• [WHAT THE EXERCISE ASKS]: Each line of the data should be repeated precisely.

• [EXERCISE DATA]:
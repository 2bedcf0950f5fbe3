#![allow(dead_code)]

use async_trait::async_trait;
use chrono::Utc;
use content_portal::{
    AppState,
    auth::AuthUser,
    config::AppConfig,
    models::{Content, CreateContentRequest, NewUser, UpdateContentRequest, User},
    query::ContentScope,
    repository::{RepoError, Repository},
    storage::MockStorageService,
};
use std::sync::{
    Arc, Mutex,
    atomic::{AtomicI64, Ordering},
};
use uuid::Uuid;

// --- In-memory repository ---

// Shared across the test files. Unlike a stub that returns canned values,
// this implements the same filter semantics as the Postgres queries
// (visibility scope first, then case-insensitive substring search, ordered by
// id ascending), so the access-control properties can be exercised end to end
// without a database.
#[derive(Default)]
pub struct MemoryRepo {
    pub users: Mutex<Vec<User>>,
    pub contents: Mutex<Vec<Content>>,
    next_content_id: AtomicI64,
}

impl MemoryRepo {
    pub fn new() -> Self {
        Self {
            users: Mutex::new(vec![]),
            contents: Mutex::new(vec![]),
            next_content_id: AtomicI64::new(1),
        }
    }
}

fn in_scope(content: &Content, scope: ContentScope) -> bool {
    match scope {
        ContentScope::All => true,
        ContentScope::AuthoredBy(author_id) => content.author_id == author_id,
    }
}

// Mirrors the ILIKE-across-four-fields narrowing of the SQL path.
fn matches_search(content: &Content, term: &str) -> bool {
    let needle = term.to_lowercase();
    [
        &content.title,
        &content.body,
        &content.summary,
        &content.categories,
    ]
    .iter()
    .any(|field| field.to_lowercase().contains(&needle))
}

fn filtered(contents: &[Content], scope: ContentScope, search: Option<&str>) -> Vec<Content> {
    let mut rows: Vec<Content> = contents
        .iter()
        .filter(|c| in_scope(c, scope))
        .filter(|c| search.map(|term| matches_search(c, term)).unwrap_or(true))
        .cloned()
        .collect();
    rows.sort_by_key(|c| c.id);
    rows
}

#[async_trait]
impl Repository for MemoryRepo {
    async fn create_user(&self, user: NewUser) -> Result<User, RepoError> {
        let mut users = self.users.lock().unwrap();
        if users.iter().any(|u| u.email == user.email) {
            return Err(RepoError::DuplicateEmail);
        }
        let stored = User {
            id: Uuid::new_v4(),
            email: user.email,
            password_hash: user.password_hash,
            full_name: user.full_name,
            phone: user.phone,
            address: user.address,
            city: user.city,
            state: user.state,
            country: user.country,
            pincode: user.pincode,
            is_staff: user.is_staff,
            is_superuser: user.is_superuser,
            is_author: user.is_author,
            is_active: true,
            date_joined: Utc::now(),
        };
        users.push(stored.clone());
        Ok(stored)
    }

    async fn get_user(&self, id: Uuid) -> Option<User> {
        self.users.lock().unwrap().iter().find(|u| u.id == id).cloned()
    }

    async fn find_user_by_email(&self, email: &str) -> Option<User> {
        self.users
            .lock()
            .unwrap()
            .iter()
            .find(|u| u.email == email)
            .cloned()
    }

    async fn list_content(
        &self,
        scope: ContentScope,
        search: Option<String>,
        limit: i64,
        offset: i64,
    ) -> Vec<Content> {
        let contents = self.contents.lock().unwrap();
        filtered(&contents, scope, search.as_deref())
            .into_iter()
            .skip(offset.max(0) as usize)
            .take(limit.max(0) as usize)
            .collect()
    }

    async fn count_content(&self, scope: ContentScope, search: Option<String>) -> i64 {
        let contents = self.contents.lock().unwrap();
        filtered(&contents, scope, search.as_deref()).len() as i64
    }

    async fn get_content(&self, id: i64) -> Option<Content> {
        self.contents
            .lock()
            .unwrap()
            .iter()
            .find(|c| c.id == id)
            .cloned()
    }

    async fn create_content(
        &self,
        author_id: Uuid,
        req: CreateContentRequest,
    ) -> Result<Content, RepoError> {
        let now = Utc::now();
        let content = Content {
            id: self.next_content_id.fetch_add(1, Ordering::SeqCst),
            author_id,
            title: req.title,
            body: req.body,
            summary: req.summary,
            categories: req.categories,
            document: req.document,
            created_at: now,
            updated_at: now,
        };
        self.contents.lock().unwrap().push(content.clone());
        Ok(content)
    }

    async fn update_content(&self, id: i64, req: UpdateContentRequest) -> Option<Content> {
        let mut contents = self.contents.lock().unwrap();
        let content = contents.iter_mut().find(|c| c.id == id)?;
        if let Some(title) = req.title {
            content.title = title;
        }
        if let Some(body) = req.body {
            content.body = body;
        }
        if let Some(summary) = req.summary {
            content.summary = summary;
        }
        if let Some(categories) = req.categories {
            content.categories = categories;
        }
        if let Some(document) = req.document {
            content.document = Some(document);
        }
        content.updated_at = Utc::now();
        Some(content.clone())
    }

    async fn delete_content(&self, id: i64) -> Option<Content> {
        let mut contents = self.contents.lock().unwrap();
        let index = contents.iter().position(|c| c.id == id)?;
        Some(contents.remove(index))
    }
}

// --- Test state assembly ---

// Builds an AppState around the shared in-memory repository and a mock
// storage handle. The returned MockStorageService clone shares its
// deleted-keys record with the one inside the state, so tests can observe
// the post-delete hook.
pub fn test_state(repo: Arc<MemoryRepo>) -> (AppState, MockStorageService) {
    let storage = MockStorageService::new();
    let state = AppState {
        repo,
        storage: Arc::new(storage.clone()),
        config: AppConfig::default(),
    };
    (state, storage)
}

// --- Seed helpers ---

pub async fn seed_user(repo: &MemoryRepo, email: &str, is_staff: bool) -> User {
    repo.create_user(NewUser {
        email: email.to_string(),
        password_hash: "x".to_string(),
        full_name: "Test User".to_string(),
        phone: "1234567890".to_string(),
        address: None,
        city: None,
        state: None,
        country: None,
        pincode: "123456".to_string(),
        is_staff,
        is_superuser: is_staff,
        is_author: !is_staff,
    })
    .await
    .expect("seed user")
}

pub fn as_requester(user: &User) -> AuthUser {
    AuthUser {
        id: user.id,
        is_staff: user.is_staff,
        is_author: user.is_author,
    }
}

pub async fn seed_content(repo: &MemoryRepo, author: &User, title: &str) -> Content {
    seed_content_full(repo, author, title, "Body text.", "Summary", "general", None).await
}

pub async fn seed_content_full(
    repo: &MemoryRepo,
    author: &User,
    title: &str,
    body: &str,
    summary: &str,
    categories: &str,
    document: Option<&str>,
) -> Content {
    repo.create_content(
        author.id,
        CreateContentRequest {
            title: title.to_string(),
            body: body.to_string(),
            summary: summary.to_string(),
            categories: categories.to_string(),
            document: document.map(str::to_string),
        },
    )
    .await
    .expect("seed content")
}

• [TASK RESPONSE]:
repository 2bedcf0950f5fbe3
#![allow(dead_code)]

use async_trait::async_trait;
use chrono::Utc;
use content_portal::{
    AppState,
    auth::AuthUser,
    config::AppConfig,
    models::{Content, CreateContentRequest, NewUser, UpdateContentRequest, User},
    query::ContentScope,
    repository::{RepoError, Repository},
    storage::MockStorageService,
};
use std::sync::{
    Arc, Mutex,
    atomic::{AtomicI64, Ordering},
};
use uuid::Uuid;

// --- In-memory repository ---

// Shared across the test files. Unlike a stub that returns canned values,
// this implements the same filter semantics as the Postgres queries
// (visibility scope first, then case-insensitive substring search, ordered by
// id ascending), so the access-control properties can be exercised end to end
// without a database.
#[derive(Default)]
pub struct MemoryRepo {
    pub users: Mutex<Vec<User>>,
    pub contents: Mutex<Vec<Content>>,
    next_content_id: AtomicI64,
}

impl MemoryRepo {
    pub fn new() -> Self {
        Self {
            users: Mutex::new(vec![]),
            contents: Mutex::new(vec![]),
            next_content_id: AtomicI64::new(1),
        }
    }
}

fn in_scope(content: &Content, scope: ContentScope) -> bool {
    match scope {
        ContentScope::All => true,
        ContentScope::AuthoredBy(author_id) => content.author_id == author_id,
    }
}

// Mirrors the ILIKE-across-four-fields narrowing of the SQL path.
fn matches_search(content: &Content, term: &str) -> bool {
    let needle = term.to_lowercase();
    [
        &content.title,
        &content.body,
        &content.summary,
        &content.categories,
    ]
    .iter()
    .any(|field| field.to_lowercase().contains(&needle))
}

fn filtered(contents: &[Content], scope: ContentScope, search: Option<&str>) -> Vec<Content> {
    let mut rows: Vec<Content> = contents
        .iter()
        .filter(|c| in_scope(c, scope))
        .filter(|c| search.map(|term| matches_search(c, term)).unwrap_or(true))
        .cloned()
        .collect();
    rows.sort_by_key(|c| c.id);
    rows
}

#[async_trait]
impl Repository for MemoryRepo {
    async fn create_user(&self, user: NewUser) -> Result<User, RepoError> {
        let mut users = self.users.lock().unwrap();
        if users.iter().any(|u| u.email == user.email) {
            return Err(RepoError::DuplicateEmail);
        }
        let stored = User {
            id: Uuid::new_v4(),
            email: user.email,
            password_hash: user.password_hash,
            full_name: user.full_name,
            phone: user.phone,
            address: user.address,
            city: user.city,
            state: user.state,
            country: user.country,
            pincode: user.pincode,
            is_staff: user.is_staff,
            is_superuser: user.is_superuser,
            is_author: user.is_author,
            is_active: true,
            date_joined: Utc::now(),
        };
        users.push(stored.clone());
        Ok(stored)
    }

    async fn get_user(&self, id: Uuid) -> Option<User> {
        self.users.lock().unwrap().iter().find(|u| u.id == id).cloned()
    }

    async fn find_user_by_email(&self, email: &str) -> Option<User> {
        self.users
            .lock()
            .unwrap()
            .iter()
            .find(|u| u.email == email)
            .cloned()
    }

    async fn list_content(
        &self,
        scope: ContentScope,
        search: Option<String>,
        limit: i64,
        offset: i64,
    ) -> Vec<Content> {
        let contents = self.contents.lock().unwrap();
        filtered(&contents, scope, search.as_deref())
            .into_iter()
            .skip(offset.max(0) as usize)
            .take(limit.max(0) as usize)
            .collect()
    }

    async fn count_content(&self, scope: ContentScope, search: Option<String>) -> i64 {
        let contents = self.contents.lock().unwrap();
        filtered(&contents, scope, search.as_deref()).len() as i64
    }

    async fn get_content(&self, id: i64) -> Option<Content> {
        self.contents
            .lock()
            .unwrap()
            .iter()
            .find(|c| c.id == id)
            .cloned()
    }

    async fn create_content(
        &self,
        author_id: Uuid,
        req: CreateContentRequest,
    ) -> Result<Content, RepoError> {
        let now = Utc::now();
        let content = Content {
            id: self.next_content_id.fetch_add(1, Ordering::SeqCst),
            author_id,
            title: req.title,
            body: req.body,
            summary: req.summary,
            categories: req.categories,
            document: req.document,
            created_at: now,
            updated_at: now,
        };
        self.contents.lock().unwrap().push(content.clone());
        Ok(content)
    }

    async fn update_content(&self, id: i64, req: UpdateContentRequest) -> Option<Content> {
        let mut contents = self.contents.lock().unwrap();
        let content = contents.iter_mut().find(|c| c.id == id)?;
        if let Some(title) = req.title {
            content.title = title;
        }
        if let Some(body) = req.body {
            content.body = body;
        }
        if let Some(summary) = req.summary {
            content.summary = summary;
        }
        if let Some(categories) = req.categories {
            content.categories = categories;
        }
        if let Some(document) = req.document {
            content.document = Some(document);
        }
        content.updated_at = Utc::now();
        Some(content.clone())
    }

    async fn delete_content(&self, id: i64) -> Option<Content> {
        let mut contents = self.contents.lock().unwrap();
        let index = contents.iter().position(|c| c.id == id)?;
        Some(contents.remove(index))
    }
}

// --- Test state assembly ---

// Builds an AppState around the shared in-memory repository and a mock
// storage handle. The returned MockStorageService clone shares its
// deleted-keys record with the one inside the state, so tests can observe
// the post-delete hook.
pub fn test_state(repo: Arc<MemoryRepo>) -> (AppState, MockStorageService) {
    let storage = MockStorageService::new();
    let state = AppState {
        repo,
        storage: Arc::new(storage.clone()),
        config: AppConfig::default(),
    };
    (state, storage)
}

// --- Seed helpers ---

pub async fn seed_user(repo: &MemoryRepo, email: &str, is_staff: bool) -> User {
    repo.create_user(NewUser {
        email: email.to_string(),
        password_hash: "x".to_string(),
        full_name: "Test User".to_string(),
        phone: "1234567890".to_string(),
        address: None,
        city: None,
        state: None,
        country: None,
        pincode: "123456".to_string(),
        is_staff,
        is_superuser: is_staff,
        is_author: !is_staff,
    })
    .await
    .expect("seed user")
}

pub fn as_requester(user: &User) -> AuthUser {
    AuthUser {
        id: user.id,
        is_staff: user.is_staff,
        is_author: user.is_author,
    }
}

pub async fn seed_content(repo: &MemoryRepo, author: &User, title: &str) -> Content {
    seed_content_full(repo, author, title, "Body text.", "Summary", "general", None).await
}

pub async fn seed_content_full(
    repo: &MemoryRepo,
    author: &User,
    title: &str,
    body: &str,
    summary: &str,
    categories: &str,
    document: Option<&str>,
) -> Content {
    repo.create_content(
        author.id,
        CreateContentRequest {
            title: title.to_string(),
            body: body.to_string(),
            summary: summary.to_string(),
            categories: categories.to_string(),
            document: document.map(str::to_string),
        },
    )
    .await
    .expect("seed content")
}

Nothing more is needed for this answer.